**AIM OF THE EXERCISE**
Only the number is needed: the count of lines in the records with the word "push".

[[ ENTRIES PROVIDED, beginning ]]

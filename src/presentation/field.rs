use ratatui::{
    buffer::Buffer,
    layout::{Position, Rect},
    style::{Modifier, Style},
    text::{Line, Span},
    widgets::{Block, Widget},
};
use textwrap::wrap;
use unicode_width::{UnicodeWidthChar, UnicodeWidthStr};

use crate::domain::Variant;
use crate::form::{FieldIcon, MessageNode, RenderTree, TrailingSlot};

use super::icons;
use super::theme::{SizeMetrics, Theme};

/// Screen areas a field occupies once laid out.
#[derive(Debug, Clone, Default, PartialEq, Eq)]
pub struct FieldLayout {
    pub label: Option<Rect>,
    pub control: Rect,
    pub input: Rect,
    pub spinner: Option<Rect>,
    pub toggle: Option<Rect>,
    pub clear: Option<Rect>,
    pub message: Option<Rect>,
}

impl FieldLayout {
    /// Icon under the given cell, if any.
    pub fn icon_at(&self, position: Position) -> Option<FieldIcon> {
        if self.clear.is_some_and(|rect| rect.contains(position)) {
            return Some(FieldIcon::Clear);
        }
        if self.toggle.is_some_and(|rect| rect.contains(position)) {
            return Some(FieldIcon::Toggle);
        }
        None
    }

    pub fn contains(&self, position: Position) -> bool {
        self.control.contains(position)
            || self.label.is_some_and(|rect| rect.contains(position))
            || self.message.is_some_and(|rect| rect.contains(position))
    }
}

/// Draws a [`RenderTree`] into a terminal buffer.
pub struct FieldView<'a> {
    tree: &'a RenderTree,
    theme: &'a Theme,
    focused: bool,
    tick: usize,
}

impl<'a> FieldView<'a> {
    pub fn new(tree: &'a RenderTree, theme: &'a Theme) -> Self {
        Self {
            tree,
            theme,
            focused: false,
            tick: 0,
        }
    }

    pub fn focused(mut self, focused: bool) -> Self {
        self.focused = focused;
        self
    }

    pub fn tick(mut self, tick: usize) -> Self {
        self.tick = tick;
        self
    }

    pub fn height(&self, width: u16) -> u16 {
        field_height(self.tree, width)
    }

    pub fn layout(&self, area: Rect) -> FieldLayout {
        let control_node = &self.tree.control;
        let metrics = SizeMetrics::for_size(control_node.size);
        let mut y = area.y;
        let bottom = area.bottom();

        let label = self.tree.label.as_ref().map(|_| {
            let rect = Rect::new(area.x, y, area.width, 1.min(bottom.saturating_sub(y)));
            y = y.saturating_add(1);
            rect
        });

        let control_height = control_height(self.tree).min(bottom.saturating_sub(y));
        let control = Rect::new(area.x, y, area.width, control_height);
        y = y.saturating_add(control_height);

        let border = u16::from(control_node.variant == Variant::Outlined);
        let content_x = control.x + border + metrics.pad_x;
        let content_right = control.right().saturating_sub(border + metrics.pad_x);
        // The text row disappears once clipping eats into the padding or border.
        let content_y = control.y + border + metrics.pad_y;
        let content = Rect::new(
            content_x,
            content_y,
            content_right.saturating_sub(content_x),
            u16::from(content_y < control.bottom()),
        );

        let slot = 1 + metrics.icon_gap;
        let icon_rect = |offset: usize| {
            let shift = 1 + offset as u16 * slot;
            (content.height > 0 && content.width >= shift)
                .then(|| Rect::new(content.right() - shift, content.y, 1, 1))
        };
        let (spinner, toggle, clear) = match control_node.trailing {
            TrailingSlot::Empty => (None, None, None),
            TrailingSlot::Spinner => (icon_rect(0), None, None),
            TrailingSlot::Icons { toggle, clear } => (
                None,
                toggle.and_then(|icon| icon_rect(icon.offset)),
                clear.and_then(|icon| icon_rect(icon.offset)),
            ),
        };

        let reserved = control_node.trailing.width_in_slots() as u16 * slot;
        let input = Rect::new(
            content.x,
            content.y,
            content.width.saturating_sub(reserved),
            content.height,
        );

        let message = self.tree.message.as_ref().map(|message| {
            let lines = message_lines(message.text(), area.width).len() as u16;
            Rect::new(area.x, y, area.width, lines.min(bottom.saturating_sub(y)))
        });

        FieldLayout {
            label,
            control,
            input,
            spinner,
            toggle,
            clear,
            message,
        }
    }

    /// Cursor cell for a focused, enabled field.
    pub fn cursor(&self, area: Rect) -> Option<Position> {
        if !self.focused || self.tree.control.disabled {
            return None;
        }
        let input = self.layout(area).input;
        if input.width == 0 || input.height == 0 {
            return None;
        }
        let shown = visible_value(&display_value(self.tree), input.width);
        let offset = (shown.width() as u16).min(input.width - 1);
        Some(Position::new(input.x + offset, input.y))
    }
}

impl Widget for FieldView<'_> {
    fn render(self, area: Rect, buf: &mut Buffer) {
        let layout = self.layout(area);
        let theme = self.theme;
        let control = &self.tree.control;

        if let (Some(label), Some(rect)) = (&self.tree.label, layout.label)
            && rect.height > 0
        {
            let base = Style::default()
                .fg(if control.disabled {
                    theme.disabled
                } else {
                    theme.text
                })
                .add_modifier(Modifier::BOLD);
            let mut spans = vec![Span::styled(label.text.clone(), base)];
            if label.required {
                spans.push(Span::styled(" *", Style::default().fg(theme.error)));
            }
            buf.set_line(rect.x, rect.y, &Line::from(spans), rect.width);
        }

        buf.set_style(layout.control, theme.control_surface(control.variant));
        if control.variant == Variant::Outlined {
            Block::bordered()
                .border_style(theme.control_border(
                    control.has_error,
                    self.focused,
                    control.disabled,
                ))
                .render(layout.control, buf);
        }

        let input = layout.input;
        if input.width > 0 && input.height > 0 {
            if control.value.is_empty() {
                if let Some(placeholder) = &control.placeholder {
                    buf.set_stringn(
                        input.x,
                        input.y,
                        placeholder,
                        input.width as usize,
                        Style::default().fg(theme.muted),
                    );
                }
            } else {
                let shown = visible_value(&display_value(self.tree), input.width);
                buf.set_stringn(
                    input.x,
                    input.y,
                    shown,
                    input.width as usize,
                    theme.value_text(control.size, control.disabled),
                );
            }
        }

        let icon_style = |disabled: bool| {
            Style::default().fg(if disabled { theme.disabled } else { theme.muted })
        };
        if let Some(rect) = layout.spinner {
            buf.set_string(
                rect.x,
                rect.y,
                icons::spinner_frame(self.tick),
                Style::default().fg(theme.accent),
            );
        }
        if let (Some(rect), Some(icon)) = (layout.toggle, control.trailing.toggle()) {
            buf.set_string(
                rect.x,
                rect.y,
                icons::toggle_glyph(icon.visible),
                icon_style(icon.disabled),
            );
        }
        if let (Some(rect), Some(icon)) = (layout.clear, control.trailing.clear()) {
            buf.set_string(rect.x, rect.y, icons::CLEAR, icon_style(icon.disabled));
        }

        if let (Some(message), Some(rect)) = (&self.tree.message, layout.message) {
            let style = match message {
                MessageNode::Error { .. } => Style::default().fg(theme.error),
                MessageNode::Helper { .. } => Style::default().fg(theme.muted),
            };
            for (row, line) in message_lines(message.text(), rect.width)
                .into_iter()
                .take(rect.height as usize)
                .enumerate()
            {
                buf.set_stringn(rect.x, rect.y + row as u16, line, rect.width as usize, style);
            }
        }
    }
}

/// Rows a field needs at the given width.
pub fn field_height(tree: &RenderTree, width: u16) -> u16 {
    let label = u16::from(tree.label.is_some());
    let message = tree
        .message
        .as_ref()
        .map(|message| message_lines(message.text(), width).len() as u16)
        .unwrap_or(0);
    label + control_height(tree) + message
}

fn control_height(tree: &RenderTree) -> u16 {
    let metrics = SizeMetrics::for_size(tree.control.size);
    let border = if tree.control.variant == Variant::Outlined {
        2
    } else {
        0
    };
    1 + metrics.pad_y * 2 + border
}

/// Value as shown on screen: passwords are masked unless revealed.
pub fn display_value(tree: &RenderTree) -> String {
    let control = &tree.control;
    if control.is_masked() {
        icons::MASK.to_string().repeat(control.value.chars().count())
    } else {
        control.value.clone()
    }
}

/// Tail of `text` that fits in `width` columns, leaving one cell for the cursor.
fn visible_value(text: &str, width: u16) -> String {
    let budget = (width as usize).saturating_sub(1);
    let mut used = 0usize;
    let mut tail = Vec::new();
    for ch in text.chars().rev() {
        let w = UnicodeWidthChar::width(ch).unwrap_or(0);
        if used + w > budget {
            break;
        }
        used += w;
        tail.push(ch);
    }
    tail.into_iter().rev().collect()
}

fn message_lines(text: &str, width: u16) -> Vec<String> {
    let lines: Vec<String> = wrap(text, width.max(1) as usize)
        .into_iter()
        .map(|segment| segment.into_owned())
        .collect();
    if lines.is_empty() {
        vec![String::new()]
    } else {
        lines
    }
}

[[ ENTRIES PROVIDED, end ]]

**RESULT FOR THIS TASK**
2